→ **TASK DIRECTIONS**: Keep only those lines of the records that include the string "WorldSnapshot".

==== MATERIAL SHOWN ====

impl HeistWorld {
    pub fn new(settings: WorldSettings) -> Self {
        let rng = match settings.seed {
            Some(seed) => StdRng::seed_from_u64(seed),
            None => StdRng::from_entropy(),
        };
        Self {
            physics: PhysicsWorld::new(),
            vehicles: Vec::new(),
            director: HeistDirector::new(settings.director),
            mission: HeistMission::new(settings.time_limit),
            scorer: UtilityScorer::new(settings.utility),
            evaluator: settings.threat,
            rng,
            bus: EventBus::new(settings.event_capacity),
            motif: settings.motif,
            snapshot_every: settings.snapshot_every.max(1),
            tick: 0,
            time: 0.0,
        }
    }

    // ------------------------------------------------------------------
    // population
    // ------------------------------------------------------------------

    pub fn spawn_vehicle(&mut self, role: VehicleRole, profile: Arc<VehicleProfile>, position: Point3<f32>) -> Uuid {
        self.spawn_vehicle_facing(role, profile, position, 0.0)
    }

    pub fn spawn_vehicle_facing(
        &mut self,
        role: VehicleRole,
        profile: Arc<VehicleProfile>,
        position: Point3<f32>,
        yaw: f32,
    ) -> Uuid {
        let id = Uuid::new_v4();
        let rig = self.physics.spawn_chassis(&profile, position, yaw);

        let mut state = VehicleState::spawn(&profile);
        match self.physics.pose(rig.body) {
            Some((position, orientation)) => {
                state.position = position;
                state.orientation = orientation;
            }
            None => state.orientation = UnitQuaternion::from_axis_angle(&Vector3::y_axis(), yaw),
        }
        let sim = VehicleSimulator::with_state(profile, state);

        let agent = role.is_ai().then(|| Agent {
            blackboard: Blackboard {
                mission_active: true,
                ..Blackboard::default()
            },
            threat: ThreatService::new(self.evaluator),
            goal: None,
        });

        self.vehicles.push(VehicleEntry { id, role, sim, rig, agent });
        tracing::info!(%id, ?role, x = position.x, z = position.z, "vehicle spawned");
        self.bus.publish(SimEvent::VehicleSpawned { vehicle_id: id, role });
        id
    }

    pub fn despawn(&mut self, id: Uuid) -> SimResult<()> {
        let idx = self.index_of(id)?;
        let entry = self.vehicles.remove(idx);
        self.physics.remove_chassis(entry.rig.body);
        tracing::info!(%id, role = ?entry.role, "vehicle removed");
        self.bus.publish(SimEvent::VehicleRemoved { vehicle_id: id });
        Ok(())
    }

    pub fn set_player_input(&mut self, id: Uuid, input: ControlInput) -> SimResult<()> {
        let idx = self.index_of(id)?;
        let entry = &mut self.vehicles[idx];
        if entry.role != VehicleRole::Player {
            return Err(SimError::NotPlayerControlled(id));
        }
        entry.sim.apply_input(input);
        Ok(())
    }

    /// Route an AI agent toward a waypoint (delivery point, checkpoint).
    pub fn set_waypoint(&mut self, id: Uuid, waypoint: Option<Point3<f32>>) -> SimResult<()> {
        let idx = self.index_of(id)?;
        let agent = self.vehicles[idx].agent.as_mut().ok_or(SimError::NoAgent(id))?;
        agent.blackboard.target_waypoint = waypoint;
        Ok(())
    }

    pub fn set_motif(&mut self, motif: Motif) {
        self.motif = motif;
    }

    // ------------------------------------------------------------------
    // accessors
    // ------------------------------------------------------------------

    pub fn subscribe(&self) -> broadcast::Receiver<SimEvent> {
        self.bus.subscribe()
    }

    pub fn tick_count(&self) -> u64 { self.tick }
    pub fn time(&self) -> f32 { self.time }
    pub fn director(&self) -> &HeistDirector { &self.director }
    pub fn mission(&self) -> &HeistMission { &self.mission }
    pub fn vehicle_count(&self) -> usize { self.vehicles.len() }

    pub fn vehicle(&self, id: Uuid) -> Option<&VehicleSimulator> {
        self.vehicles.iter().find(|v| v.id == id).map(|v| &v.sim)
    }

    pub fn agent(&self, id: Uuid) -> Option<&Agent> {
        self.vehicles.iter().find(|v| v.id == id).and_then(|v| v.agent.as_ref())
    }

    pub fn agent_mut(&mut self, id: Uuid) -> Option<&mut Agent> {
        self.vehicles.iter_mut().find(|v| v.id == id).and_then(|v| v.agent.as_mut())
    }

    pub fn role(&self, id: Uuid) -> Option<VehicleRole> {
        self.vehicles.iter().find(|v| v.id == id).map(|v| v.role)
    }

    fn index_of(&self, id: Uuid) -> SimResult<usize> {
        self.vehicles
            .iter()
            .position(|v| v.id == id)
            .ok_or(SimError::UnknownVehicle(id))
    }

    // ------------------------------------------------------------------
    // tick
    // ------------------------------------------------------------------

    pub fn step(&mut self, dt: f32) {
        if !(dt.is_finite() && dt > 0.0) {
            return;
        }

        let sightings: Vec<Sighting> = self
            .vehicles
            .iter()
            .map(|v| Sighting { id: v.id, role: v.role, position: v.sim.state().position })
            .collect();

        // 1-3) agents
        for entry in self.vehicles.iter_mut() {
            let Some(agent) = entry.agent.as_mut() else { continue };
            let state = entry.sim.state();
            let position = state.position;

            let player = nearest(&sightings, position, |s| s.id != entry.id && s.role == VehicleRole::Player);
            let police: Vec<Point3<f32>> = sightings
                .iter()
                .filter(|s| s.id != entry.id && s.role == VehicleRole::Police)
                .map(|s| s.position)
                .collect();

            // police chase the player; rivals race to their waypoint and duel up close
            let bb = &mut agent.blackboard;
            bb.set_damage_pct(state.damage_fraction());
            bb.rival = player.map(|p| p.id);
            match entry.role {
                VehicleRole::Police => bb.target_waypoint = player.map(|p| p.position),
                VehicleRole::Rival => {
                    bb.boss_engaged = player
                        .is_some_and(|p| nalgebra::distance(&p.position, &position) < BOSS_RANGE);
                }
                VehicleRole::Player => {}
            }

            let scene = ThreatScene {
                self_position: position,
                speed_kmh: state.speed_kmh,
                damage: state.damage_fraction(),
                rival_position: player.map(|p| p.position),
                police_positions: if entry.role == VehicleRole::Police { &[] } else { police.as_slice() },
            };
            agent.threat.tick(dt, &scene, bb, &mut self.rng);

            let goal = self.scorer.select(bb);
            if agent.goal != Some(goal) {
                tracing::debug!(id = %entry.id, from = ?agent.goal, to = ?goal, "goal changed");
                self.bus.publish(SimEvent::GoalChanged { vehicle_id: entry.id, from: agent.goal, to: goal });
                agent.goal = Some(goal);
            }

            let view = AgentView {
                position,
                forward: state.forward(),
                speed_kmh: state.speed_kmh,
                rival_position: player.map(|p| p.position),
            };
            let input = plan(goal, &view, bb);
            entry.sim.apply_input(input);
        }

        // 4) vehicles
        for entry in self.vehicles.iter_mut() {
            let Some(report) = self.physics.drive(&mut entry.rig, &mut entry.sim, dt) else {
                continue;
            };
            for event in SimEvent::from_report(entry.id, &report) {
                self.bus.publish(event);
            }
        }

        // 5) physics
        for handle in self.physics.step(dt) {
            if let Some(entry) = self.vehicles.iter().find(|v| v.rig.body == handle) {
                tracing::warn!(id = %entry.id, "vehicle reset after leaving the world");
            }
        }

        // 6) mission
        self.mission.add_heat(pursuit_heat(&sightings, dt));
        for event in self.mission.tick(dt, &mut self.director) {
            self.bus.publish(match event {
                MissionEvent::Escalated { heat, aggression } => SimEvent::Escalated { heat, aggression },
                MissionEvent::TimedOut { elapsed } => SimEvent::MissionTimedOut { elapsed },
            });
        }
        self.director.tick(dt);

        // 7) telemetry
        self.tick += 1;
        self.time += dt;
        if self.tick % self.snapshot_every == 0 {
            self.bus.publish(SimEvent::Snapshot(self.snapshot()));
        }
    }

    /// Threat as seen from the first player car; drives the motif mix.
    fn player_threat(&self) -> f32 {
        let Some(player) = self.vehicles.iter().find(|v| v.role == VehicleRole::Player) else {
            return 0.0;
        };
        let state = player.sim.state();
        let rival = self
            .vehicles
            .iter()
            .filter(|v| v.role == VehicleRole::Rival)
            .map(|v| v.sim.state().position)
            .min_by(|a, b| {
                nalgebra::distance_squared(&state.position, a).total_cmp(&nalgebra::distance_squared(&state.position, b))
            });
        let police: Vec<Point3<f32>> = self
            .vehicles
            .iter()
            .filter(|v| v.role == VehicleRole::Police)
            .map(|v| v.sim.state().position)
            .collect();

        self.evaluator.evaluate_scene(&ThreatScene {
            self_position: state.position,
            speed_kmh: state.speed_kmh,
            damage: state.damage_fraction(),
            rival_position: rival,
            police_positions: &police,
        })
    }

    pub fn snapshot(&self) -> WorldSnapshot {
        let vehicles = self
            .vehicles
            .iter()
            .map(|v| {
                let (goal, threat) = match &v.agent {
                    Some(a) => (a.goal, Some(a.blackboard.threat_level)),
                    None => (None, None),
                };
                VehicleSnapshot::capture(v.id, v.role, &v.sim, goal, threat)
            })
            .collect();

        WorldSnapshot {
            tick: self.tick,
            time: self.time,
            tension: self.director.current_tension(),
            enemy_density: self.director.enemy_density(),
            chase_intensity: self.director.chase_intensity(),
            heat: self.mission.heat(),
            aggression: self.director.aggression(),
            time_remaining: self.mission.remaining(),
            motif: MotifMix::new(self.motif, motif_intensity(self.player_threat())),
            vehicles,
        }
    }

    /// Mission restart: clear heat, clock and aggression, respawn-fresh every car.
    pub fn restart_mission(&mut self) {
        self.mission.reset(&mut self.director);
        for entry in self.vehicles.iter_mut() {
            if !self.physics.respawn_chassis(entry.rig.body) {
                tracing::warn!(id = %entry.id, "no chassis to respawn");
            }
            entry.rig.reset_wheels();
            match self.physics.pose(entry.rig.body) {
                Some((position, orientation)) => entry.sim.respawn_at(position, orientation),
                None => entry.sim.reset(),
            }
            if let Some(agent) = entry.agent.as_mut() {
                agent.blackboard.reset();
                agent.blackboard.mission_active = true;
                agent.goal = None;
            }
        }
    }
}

====
==== MATERIAL SHOWN ====

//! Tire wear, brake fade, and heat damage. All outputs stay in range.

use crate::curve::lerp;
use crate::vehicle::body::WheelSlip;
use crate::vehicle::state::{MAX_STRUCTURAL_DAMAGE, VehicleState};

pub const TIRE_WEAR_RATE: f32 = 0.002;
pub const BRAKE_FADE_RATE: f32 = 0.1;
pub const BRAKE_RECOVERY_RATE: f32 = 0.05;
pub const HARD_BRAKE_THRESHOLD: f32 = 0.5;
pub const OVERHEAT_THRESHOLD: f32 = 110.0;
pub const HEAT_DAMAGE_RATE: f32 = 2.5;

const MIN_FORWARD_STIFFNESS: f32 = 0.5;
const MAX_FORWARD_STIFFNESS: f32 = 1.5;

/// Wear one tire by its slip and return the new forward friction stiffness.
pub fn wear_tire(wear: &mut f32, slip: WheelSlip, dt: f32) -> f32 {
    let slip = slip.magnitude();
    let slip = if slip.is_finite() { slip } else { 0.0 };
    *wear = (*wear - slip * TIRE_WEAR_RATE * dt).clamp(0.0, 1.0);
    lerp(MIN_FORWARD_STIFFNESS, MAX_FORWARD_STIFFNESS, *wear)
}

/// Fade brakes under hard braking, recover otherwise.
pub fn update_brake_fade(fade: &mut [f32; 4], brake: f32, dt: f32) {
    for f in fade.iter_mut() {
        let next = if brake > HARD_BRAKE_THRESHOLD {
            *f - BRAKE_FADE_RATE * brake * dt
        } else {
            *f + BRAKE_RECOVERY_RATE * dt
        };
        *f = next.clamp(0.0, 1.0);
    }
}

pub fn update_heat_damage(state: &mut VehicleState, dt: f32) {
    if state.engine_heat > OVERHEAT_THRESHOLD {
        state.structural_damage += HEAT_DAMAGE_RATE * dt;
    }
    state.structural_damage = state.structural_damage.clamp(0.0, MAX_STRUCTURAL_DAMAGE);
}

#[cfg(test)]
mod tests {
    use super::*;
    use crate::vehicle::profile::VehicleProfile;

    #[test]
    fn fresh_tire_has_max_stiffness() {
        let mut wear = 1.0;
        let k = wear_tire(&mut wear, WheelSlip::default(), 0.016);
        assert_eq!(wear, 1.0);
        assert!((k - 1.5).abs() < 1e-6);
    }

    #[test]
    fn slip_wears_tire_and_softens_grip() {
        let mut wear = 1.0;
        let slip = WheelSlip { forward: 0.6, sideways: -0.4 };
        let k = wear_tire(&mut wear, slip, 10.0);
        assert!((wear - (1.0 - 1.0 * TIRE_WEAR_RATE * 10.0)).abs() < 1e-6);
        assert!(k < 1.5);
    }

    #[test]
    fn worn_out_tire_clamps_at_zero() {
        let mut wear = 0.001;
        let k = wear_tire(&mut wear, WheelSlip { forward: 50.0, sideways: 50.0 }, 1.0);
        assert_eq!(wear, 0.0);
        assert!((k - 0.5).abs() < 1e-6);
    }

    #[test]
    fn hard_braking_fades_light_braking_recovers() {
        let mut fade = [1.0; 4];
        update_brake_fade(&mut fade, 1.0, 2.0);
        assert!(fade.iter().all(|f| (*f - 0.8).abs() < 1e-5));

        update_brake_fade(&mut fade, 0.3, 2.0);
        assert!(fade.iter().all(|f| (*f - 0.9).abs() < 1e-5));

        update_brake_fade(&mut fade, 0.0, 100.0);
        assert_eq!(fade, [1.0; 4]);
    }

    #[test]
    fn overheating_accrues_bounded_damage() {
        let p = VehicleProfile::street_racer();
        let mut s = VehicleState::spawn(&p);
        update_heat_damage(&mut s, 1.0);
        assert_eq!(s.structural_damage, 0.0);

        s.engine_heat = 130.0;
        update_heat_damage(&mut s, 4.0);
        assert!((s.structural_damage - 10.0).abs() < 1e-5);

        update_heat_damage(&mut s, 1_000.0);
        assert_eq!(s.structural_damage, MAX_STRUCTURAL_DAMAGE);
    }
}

====

→ **TASK RESPONSE**:
    pub fn snapshot(&self) -> WorldSnapshot {
        WorldSnapshot {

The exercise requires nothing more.